_WHAT IS EXPECTED_
Every line of the records below should be restated exactly.

------ INFORMATION

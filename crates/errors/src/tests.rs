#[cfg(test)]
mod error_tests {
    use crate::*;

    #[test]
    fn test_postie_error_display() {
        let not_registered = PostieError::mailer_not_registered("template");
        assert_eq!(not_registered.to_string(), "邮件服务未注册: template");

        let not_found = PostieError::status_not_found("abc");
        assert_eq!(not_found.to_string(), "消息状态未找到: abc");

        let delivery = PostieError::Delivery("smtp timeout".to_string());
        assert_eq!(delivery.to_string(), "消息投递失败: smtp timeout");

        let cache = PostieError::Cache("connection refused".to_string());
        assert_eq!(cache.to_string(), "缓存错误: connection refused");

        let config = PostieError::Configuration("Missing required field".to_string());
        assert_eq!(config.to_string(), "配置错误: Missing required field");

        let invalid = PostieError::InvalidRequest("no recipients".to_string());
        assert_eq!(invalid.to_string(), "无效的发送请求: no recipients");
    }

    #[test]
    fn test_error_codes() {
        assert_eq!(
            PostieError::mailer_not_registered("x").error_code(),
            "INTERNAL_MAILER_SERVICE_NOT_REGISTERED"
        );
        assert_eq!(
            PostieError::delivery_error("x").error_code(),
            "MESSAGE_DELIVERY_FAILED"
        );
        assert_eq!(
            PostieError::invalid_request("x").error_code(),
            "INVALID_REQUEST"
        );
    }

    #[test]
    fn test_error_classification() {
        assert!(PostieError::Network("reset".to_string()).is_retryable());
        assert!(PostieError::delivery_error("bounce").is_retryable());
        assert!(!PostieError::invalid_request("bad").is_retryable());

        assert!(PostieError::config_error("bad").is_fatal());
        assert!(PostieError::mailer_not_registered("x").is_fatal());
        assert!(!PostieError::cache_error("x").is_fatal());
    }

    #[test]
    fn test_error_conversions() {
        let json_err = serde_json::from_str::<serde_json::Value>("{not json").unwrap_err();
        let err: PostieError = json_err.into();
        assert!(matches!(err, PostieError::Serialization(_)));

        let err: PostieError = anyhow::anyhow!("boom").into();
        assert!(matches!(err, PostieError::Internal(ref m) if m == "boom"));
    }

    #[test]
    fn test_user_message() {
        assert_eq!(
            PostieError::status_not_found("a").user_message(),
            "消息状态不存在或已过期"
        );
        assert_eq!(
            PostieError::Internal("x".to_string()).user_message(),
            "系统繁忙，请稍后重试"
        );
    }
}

------------

_OUTPUT OF THE EXERCISE_
filename crates/errors/src/tests.rs
#[cfg(test)]
mod error_tests {
    use crate::*;

    #[test]
    fn test_postie_error_display() {
        let not_registered = PostieError::mailer_not_registered("template");
        assert_eq!(not_registered.to_string(), "邮件服务未注册: template");

        let not_found = PostieError::status_not_found("abc");
        assert_eq!(not_found.to_string(), "消息状态未找到: abc");

        let delivery = PostieError::Delivery("smtp timeout".to_string());
        assert_eq!(delivery.to_string(), "消息投递失败: smtp timeout");

        let cache = PostieError::Cache("connection refused".to_string());
        assert_eq!(cache.to_string(), "缓存错误: connection refused");

        let config = PostieError::Configuration("Missing required field".to_string());
        assert_eq!(config.to_string(), "配置错误: Missing required field");

        let invalid = PostieError::InvalidRequest("no recipients".to_string());
        assert_eq!(invalid.to_string(), "无效的发送请求: no recipients");
    }

    #[test]
    fn test_error_codes() {
        assert_eq!(
            PostieError::mailer_not_registered("x").error_code(),
            "INTERNAL_MAILER_SERVICE_NOT_REGISTERED"
        );
        assert_eq!(
            PostieError::delivery_error("x").error_code(),
            "MESSAGE_DELIVERY_FAILED"
        );
        assert_eq!(
            PostieError::invalid_request("x").error_code(),
            "INVALID_REQUEST"
        );
    }

    #[test]
    fn test_error_classification() {
        assert!(PostieError::Network("reset".to_string()).is_retryable());
        assert!(PostieError::delivery_error("bounce").is_retryable());
        assert!(!PostieError::invalid_request("bad").is_retryable());

        assert!(PostieError::config_error("bad").is_fatal());
        assert!(PostieError::mailer_not_registered("x").is_fatal());
        assert!(!PostieError::cache_error("x").is_fatal());
    }

    #[test]
    fn test_error_conversions() {
        let json_err = serde_json::from_str::<serde_json::Value>("{not json").unwrap_err();
        let err: PostieError = json_err.into();
        assert!(matches!(err, PostieError::Serialization(_)));

        let err: PostieError = anyhow::anyhow!("boom").into();
        assert!(matches!(err, PostieError::Internal(ref m) if m == "boom"));
    }

    #[test]
    fn test_user_message() {
        assert_eq!(
            PostieError::status_not_found("a").user_message(),
            "消息状态不存在或已过期"
        );
        assert_eq!(
            PostieError::Internal("x".to_string()).user_message(),
            "系统繁忙，请稍后重试"
        );
    }
}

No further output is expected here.